Thoracic Gas Volume (VTG), Lung Compliance (CL), Airway Resistance (R_aw), Airway Conductance (G_aw)

Thoracic gas volume (VTG) composes all the air contained within the thorax, whether or not it is in ventilatory communication with the rest of the lung. The measurement of VTG through body plethysmography is an application of Boyle law, which states that for a gas at constant temperature, pressure and volume vary inversely (P₁V₁ = P₂V₂).

Compliance of the lung (CL) is an indication of its elasticity, and increases in obstructive diseases (e.g., emphysema) and decreases in restrictive processes (e.g., interstitial lung disease).

R_aw is a measurement of the resistance to airflow in the tracheobronchial tree (which is a hyperbolic function). R_aw increases with decreased lung volumes and decreases with higher lung volumes in a nonlinear, hyperbolic fashion.

Airway conductance (G_aw) is the reciprocal of R_aw, decreasing in a linear fashion as R_aw increases.

1. Have the patient sit in the plethysmograph (a glass-walled boxlike chamber). Fit with nose clips and have the patient breathe through a mouthpiece/filter (bacterial/viral) combination connected to a transducer.

2. Ensure that the plethysmograph door is secured. Delay the test for a few minutes to allow the box pressure to stabilize due to temperature changes.

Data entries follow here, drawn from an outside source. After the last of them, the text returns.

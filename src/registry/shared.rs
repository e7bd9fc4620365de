//! Process-wide registry.

use std::ffi::CStr;

use once_cell::sync::OnceCell;
use parking_lot::Mutex;
use tracing::debug;

use super::{BufHandle, Registry};
use crate::buf::{BufResult, Detached, MemSource};
use crate::config::{ConfigError, ConfigResult, XmlBufConfig};

/// A [`Registry`] behind a lock, shareable across threads.
#[derive(Debug)]
pub struct SharedRegistry {
    inner: Mutex<Registry>,
}

impl SharedRegistry {
    pub fn new(registry: Registry) -> Self {
        Self {
            inner: Mutex::new(registry),
        }
    }

    /// Runs `f` with exclusive access to the registry.
    pub fn with<R>(&self, f: impl FnOnce(&mut Registry) -> R) -> R {
        let mut registry = self.inner.lock();
        f(&mut registry)
    }
}

static GLOBAL: OnceCell<SharedRegistry> = OnceCell::new();

/// The process-wide registry, created with default settings on first use
/// unless [`configure_global`] ran earlier.
pub fn global() -> &'static SharedRegistry {
    GLOBAL.get_or_init(|| {
        debug!("initializing global buffer registry with defaults");
        SharedRegistry::new(Registry::default())
    })
}

/// Sets the configuration of the process-wide registry.
///
/// Must run before the registry is first used.
pub fn configure_global(config: &XmlBufConfig) -> ConfigResult<()> {
    config.validate()?;
    GLOBAL
        .set(SharedRegistry::new(Registry::new(config)))
        .map_err(|_| ConfigError::AlreadyInitialized)?;
    debug!(?config, "configured global buffer registry");
    Ok(())
}

/// Buffer operations on the process-wide registry.
pub struct BufManager;

impl BufManager {
    /// Create an empty buffer and return its handle
    pub fn create(hint: usize) -> BufResult<BufHandle> {
        global().with(|r| r.create(hint))
    }

    /// Create a buffer from existing memory
    pub fn create_mem(mem: Option<MemSource<'_>>) -> BufResult<BufHandle> {
        global().with(|r| r.create_mem(mem))
    }

    /// Free a buffer; false if the handle was not live
    pub fn free(handle: BufHandle) -> bool {
        global().with(|r| r.free(handle))
    }

    pub fn empty(handle: BufHandle) -> BufResult<()> {
        global().with(|r| r.empty(handle))
    }

    pub fn grow(handle: BufHandle, extra: usize) -> BufResult<()> {
        global().with(|r| r.grow(handle, extra))
    }

    pub fn add(handle: BufHandle, data: &[u8]) -> BufResult<()> {
        global().with(|r| r.add(handle, data))
    }

    pub fn cat(handle: BufHandle, data: &CStr) -> BufResult<()> {
        global().with(|r| r.cat(handle, data))
    }

    pub fn add_len(handle: BufHandle, n: usize) -> BufResult<()> {
        global().with(|r| r.add_len(handle, n))
    }

    pub fn shrink(handle: BufHandle, n: usize) -> BufResult<usize> {
        global().with(|r| r.shrink(handle, n))
    }

    pub fn detach(handle: BufHandle) -> BufResult<Detached> {
        global().with(|r| r.detach(handle))
    }

    pub fn available(handle: BufHandle) -> usize {
        global().with(|r| r.available(handle))
    }

    pub fn is_empty(handle: BufHandle) -> BufResult<bool> {
        global().with(|r| r.is_empty(handle))
    }

    pub fn len(handle: BufHandle) -> BufResult<usize> {
        global().with(|r| r.len(handle))
    }

    /// Copy the content of a buffer
    pub fn to_vec(handle: BufHandle) -> BufResult<Vec<u8>> {
        global().with(|r| r.to_vec(handle))
    }

    /// Check if a handle refers to a live buffer
    pub fn exists(handle: BufHandle) -> bool {
        global().with(|r| r.contains(handle))
    }
}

3. Instruct the patient to perform a panting maneuver while holding the cheeks rigid and the glottis open against a closed shutter located within the transducer assembly. Plethysmograph box and mouth pressures are displayed on a monitor for subsequent determination of the VTG.

4. Ask the patient to breathe rapidly and shallowly. Plethysmograph box pressure changes versus flow are displayed on a monitor for subsequent determination of the R_aw.

5. To determine CL, pass a balloon catheter through the nose into the patient’s esophagus. Typically, the balloon catheter is lightly coated with a topical anesthetic (e.g., lidocaine jelly) for patient comfort. Ensure that the inflated balloon is connected to a transducer and instruct the patient to breathe normally. Changes in intraesophageal pressure during normal respiration (which mimic changes in intrapleural pressure) are recorded for determination of the CL.

6. See Chapter 1 guidelines for intratest care.

1. An increased VTG demonstrates air trapping, consistent with obstructive pulmonary disease (e.g., emphysema).

2. An increased R_aw or decreased G_aw demonstrates increased resistance to airflow through the tracheobronchial tree; this is seen in asthma, emphysema, bronchitis, and other forms of obstruction.

3. An increase in CL (i.e., lung is more distensible) is seen in obstructive diseases.

4. A decrease in CL (i.e., lung is stiffer) is seen in fibrotic diseases, restrictive diseases, pneumonia, congestion, and atelectasis.

Pretest Patient Care

1. Explain the purpose and procedure of the test.

2. Assure the patient that although the chamber is airtight, the test only takes a few minutes. A technician will be in constant attendance to open the door should that be necessary. There is also a handle inside of the body box should the patient feel anxious and need to open the door. Assess for ability to comply with test requirements and instructions. Assess for predisposition to claustrophobia, panic attacks, or other similar responses.

3. Follow guidelines in Chapter 1 for safe, effective, informed pretest care.

Normal

• VTG: ~2.50–3.50 L

• CL: 0.2 L/cm H₂O (2.04 L/kPa)

• R_aw: 0.6–2.4 L/sec/cm H₂O

• G_aw: Reciprocal of R_aw

• Predicted values are based on the patient’s age, height, weight, and gender.